◆ Stored data:
++++++
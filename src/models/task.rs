use chrono::{DateTime, Utc};
use serde::{Deserialize, Serialize};
use sqlx::FromRow;
use utoipa::{IntoParams, ToSchema};
use uuid::Uuid;

use crate::models::subtask::Subtask;
use crate::utils::double_option;

pub const DEFAULT_TASK_STATUS: &str = "todo";

#[derive(Debug, Clone, Serialize, Deserialize, ToSchema, FromRow)]
pub struct Task {
    pub id: Uuid,
    pub project_id: Uuid,
    pub title: String,
    pub description: Option<String>,
    #[schema(example = "todo")]
    pub status: String,
    #[schema(example = "high")]
    pub priority: Option<String>,
    pub is_critical: bool,
    pub assigned_to: Option<Uuid>,
    pub created_by: Uuid,
    pub goal: Option<String>,
    pub expected_outcome: Option<String>,
    pub definition_of_done: Option<String>,
    #[schema(format = DateTime, example = "2025-10-10T10:00:00Z")]
    pub due_date: Option<DateTime<Utc>>,
    pub created_at: DateTime<Utc>,
    pub updated_at: DateTime<Utc>,
}

#[derive(Debug, Clone, Serialize, ToSchema)]
pub struct TaskWithSubtasks {
    #[serde(flatten)]
    pub task: Task,
    pub subtasks: Vec<Subtask>,
}

#[derive(Debug, Deserialize, ToSchema)]
pub struct TaskCreateRequest {
    #[schema(example = "Define launch checklist")]
    pub title: Option<String>,
    pub description: Option<String>,
    #[schema(example = "todo")]
    pub status: Option<String>,
    #[schema(example = "high")]
    pub priority: Option<String>,
    pub is_critical: Option<bool>,
    pub assigned_to: Option<Uuid>,
    #[schema(example = "Everyone knows what ships on launch day")]
    pub goal: Option<String>,
    pub expected_outcome: Option<String>,
    pub definition_of_done: Option<String>,
    #[schema(format = DateTime, example = "2025-10-10T10:00:00Z")]
    pub due_date: Option<DateTime<Utc>>,
}

#[derive(Debug, Default, Deserialize, ToSchema)]
pub struct TaskUpdateRequest {
    pub title: Option<String>,
    #[serde(default, deserialize_with = "double_option")]
    #[schema(value_type = Option<String>)]
    pub description: Option<Option<String>>,
    #[schema(example = "in_progress")]
    pub status: Option<String>,
    #[serde(default, deserialize_with = "double_option")]
    #[schema(value_type = Option<String>)]
    pub priority: Option<Option<String>>,
    pub is_critical: Option<bool>,
    #[serde(default, deserialize_with = "double_option")]
    #[schema(value_type = Option<Uuid>)]
    pub assigned_to: Option<Option<Uuid>>,
    #[serde(default, deserialize_with = "double_option")]
    #[schema(value_type = Option<String>)]
    pub goal: Option<Option<String>>,
    #[serde(default, deserialize_with = "double_option")]
    #[schema(value_type = Option<String>)]
    pub expected_outcome: Option<Option<String>>,
    #[serde(default, deserialize_with = "double_option")]
    #[schema(value_type = Option<String>)]
    pub definition_of_done: Option<Option<String>>,
    #[serde(default, deserialize_with = "double_option")]
    #[schema(value_type = Option<DateTime<Utc>>, format = DateTime, example = "2025-11-01T10:00:00Z")]
    pub due_date: Option<Option<DateTime<Utc>>>,
}

#[derive(Debug, Default, Deserialize, IntoParams)]
#[into_params(parameter_in = Query)]
pub struct TaskListQuery {
    pub status: Option<String>,
    pub assigned_to: Option<Uuid>,
    pub priority: Option<String>,
}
++++++
◆ EXERCISE REQUIREMENTS: The records above are to be given again in full, word for word.

◆ FINISHED EXERCISE:
filename src/models/task.rs
use chrono::{DateTime, Utc};
use serde::{Deserialize, Serialize};
use sqlx::FromRow;
use utoipa::{IntoParams, ToSchema};
use uuid::Uuid;

use crate::models::subtask::Subtask;
use crate::utils::double_option;

pub const DEFAULT_TASK_STATUS: &str = "todo";

#[derive(Debug, Clone, Serialize, Deserialize, ToSchema, FromRow)]
pub struct Task {
    pub id: Uuid,
    pub project_id: Uuid,
    pub title: String,
    pub description: Option<String>,
    #[schema(example = "todo")]
    pub status: String,
    #[schema(example = "high")]
    pub priority: Option<String>,
    pub is_critical: bool,
    pub assigned_to: Option<Uuid>,
    pub created_by: Uuid,
    pub goal: Option<String>,
    pub expected_outcome: Option<String>,
    pub definition_of_done: Option<String>,
    #[schema(format = DateTime, example = "2025-10-10T10:00:00Z")]
    pub due_date: Option<DateTime<Utc>>,
    pub created_at: DateTime<Utc>,
    pub updated_at: DateTime<Utc>,
}

#[derive(Debug, Clone, Serialize, ToSchema)]
pub struct TaskWithSubtasks {
    #[serde(flatten)]
    pub task: Task,
    pub subtasks: Vec<Subtask>,
}

#[derive(Debug, Deserialize, ToSchema)]
pub struct TaskCreateRequest {
    #[schema(example = "Define launch checklist")]
    pub title: Option<String>,
    pub description: Option<String>,
    #[schema(example = "todo")]
    pub status: Option<String>,
    #[schema(example = "high")]
    pub priority: Option<String>,
    pub is_critical: Option<bool>,
    pub assigned_to: Option<Uuid>,
    #[schema(example = "Everyone knows what ships on launch day")]
    pub goal: Option<String>,
    pub expected_outcome: Option<String>,
    pub definition_of_done: Option<String>,
    #[schema(format = DateTime, example = "2025-10-10T10:00:00Z")]
    pub due_date: Option<DateTime<Utc>>,
}

#[derive(Debug, Default, Deserialize, ToSchema)]
pub struct TaskUpdateRequest {
    pub title: Option<String>,
    #[serde(default, deserialize_with = "double_option")]
    #[schema(value_type = Option<String>)]
    pub description: Option<Option<String>>,
    #[schema(example = "in_progress")]
    pub status: Option<String>,
    #[serde(default, deserialize_with = "double_option")]
    #[schema(value_type = Option<String>)]
    pub priority: Option<Option<String>>,
    pub is_critical: Option<bool>,
    #[serde(default, deserialize_with = "double_option")]
    #[schema(value_type = Option<Uuid>)]
    pub assigned_to: Option<Option<Uuid>>,
    #[serde(default, deserialize_with = "double_option")]
    #[schema(value_type = Option<String>)]
    pub goal: Option<Option<String>>,
    #[serde(default, deserialize_with = "double_option")]
    #[schema(value_type = Option<String>)]
    pub expected_outcome: Option<Option<String>>,
    #[serde(default, deserialize_with = "double_option")]
    #[schema(value_type = Option<String>)]
    pub definition_of_done: Option<Option<String>>,
    #[serde(default, deserialize_with = "double_option")]
    #[schema(value_type = Option<DateTime<Utc>>, format = DateTime, example = "2025-11-01T10:00:00Z")]
    pub due_date: Option<Option<DateTime<Utc>>>,
}

#[derive(Debug, Default, Deserialize, IntoParams)]
#[into_params(parameter_in = Query)]
pub struct TaskListQuery {
    pub status: Option<String>,
    pub assigned_to: Option<Uuid>,
    pub priority: Option<String>,
}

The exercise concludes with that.